SDF-Net: Structure-Aware Disentangled Feature Learning for Optical–SAR Ship Re-Identification¶

Conference: CVPR2026 arXiv: 2603.12588 Code: cfrfree/SDF-Net Area: Object Detection / Cross-Modal Re-Identification Keywords: Optical-SAR Cross-Modal Matching, Ship Re-Identification, Feature Disentanglement, Structural Consistency, Vision Transformer

TL;DR¶

SDF-Net is proposed to exploit the rigid-body geometric structure of ships as a cross-modal invariant anchor.
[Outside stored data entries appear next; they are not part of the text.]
/// Recognises `for (int v = a; v < b; v += 1) body` with `b` an integer
/// literal, `≤` selecting the closed range, and `v` never assigned inside
/// the body (checked across every expression position, nested blocks
/// included). Bodies containing unknown statements are rejected, since an
/// untranslated region could hide an assignment.
fn recognise_counted_loop(
    init: Option<&ParseContext>,
    condition: Option<&ParseContext>,
    step: Option<&ParseContext>,
    body: &CompoundStatement,
    lc: &LoweringContext<'_>,
) -> Option<CountedLoop> {
    // init: a single integer variable declaration `v = a`.
    let init_decl = init?.child_at(0)?;
    if init_decl.rule != Rule::VariableDeclaration {
        return None;
    }
    let StatementKind::VariableDeclarations(decls) =
        read_statement(init_decl, lc).kind
    else {
        return None;
    };
    let [decl] = decls.as_slice() else {
        return None;
    };
    if !matches!(
        decl.ty.as_ref()?,
        ir::SwiftType::Nominal(name) if name == "Int" || name == "UInt"
    ) {
        return None;
    }
    let variable = decl.name.clone();
    let start = decl.initializer.clone()?;

    // cond: `v < b` or `v <= b` with `b` an integer literal.
    let cond = read_expression(condition?.child_at(0)?, lc)?;
    let ExpressionKind::Binary { lhs, op, rhs } = cond.kind else {
        return None;
    };
    if lhs.as_identifier() != Some(variable.as_str()) {
        return None;
    }
    let inclusive = match op {
        BinaryOperator::Less => false,
        BinaryOperator::LessOrEqual => true,
        _ => return None,
    };
    if !matches!(rhs.kind, ExpressionKind::Constant(Constant::Int(_))) {
        return None;
    }

    // step: `v += 1` (also the lowered form of `v++`/`++v`).
    let step_expr = read_expression(step?.child_at(0)?, lc)?;
    let ExpressionKind::Assignment { target, op, value } = step_expr.kind else {
        return None;
    };
    if target.as_identifier() != Some(variable.as_str())
        || op != AssignmentOperator::AddAssign
        || !matches!(value.kind, ExpressionKind::Constant(Constant::Int(1)))
    {
        return None;
    }

    if body_assigns_variable(body, &variable) || body_has_unknown(body) {
        return None;
    }

    Some(CountedLoop {
        variable,
        start,
        end: *rhs,
        inclusive,
    })
}

fn body_assigns_variable(body: &CompoundStatement, variable: &str) -> bool {
    let mut assigned = false;
    body.for_each_expression(&mut |expr| {
        if let ExpressionKind::Assignment { target, .. } = &expr.kind {
            if target.as_identifier() == Some(variable) {
                assigned = true;
            }
        }
    });
    assigned
}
It enforces structural consistency via gradient energy extracted from intermediate layers, and disentangles modality-shared/specific features at the terminal layer with additive residual fusion, achieving SOTA on HOSS-ReID (All mAP 60.9%, surpassing TransOSS by 3.5%).

Background & Motivation¶

State of the Field — Large optical-SAR modality gap: Optical images rely on passive reflection while SAR relies on active microwave backscattering, resulting in severe nonlinear radiometric distortion (NRD) between the two modalities; direct appearance alignment is mathematically ill-posed.

Limitations of Prior Work — Physical priors ignored: Mainstream methods treat cross-modal ReID as a pure statistical distribution alignment problem, failing to explicitly exploit the physical property of ships as rigid bodies.

Limitations of Prior Work — Generative methods are costly and introduce artifacts: Image translation methods such as CycleGAN reduce statistical discrepancy but incur high computational costs and may introduce hallucination artifacts that obscure identity-critical features.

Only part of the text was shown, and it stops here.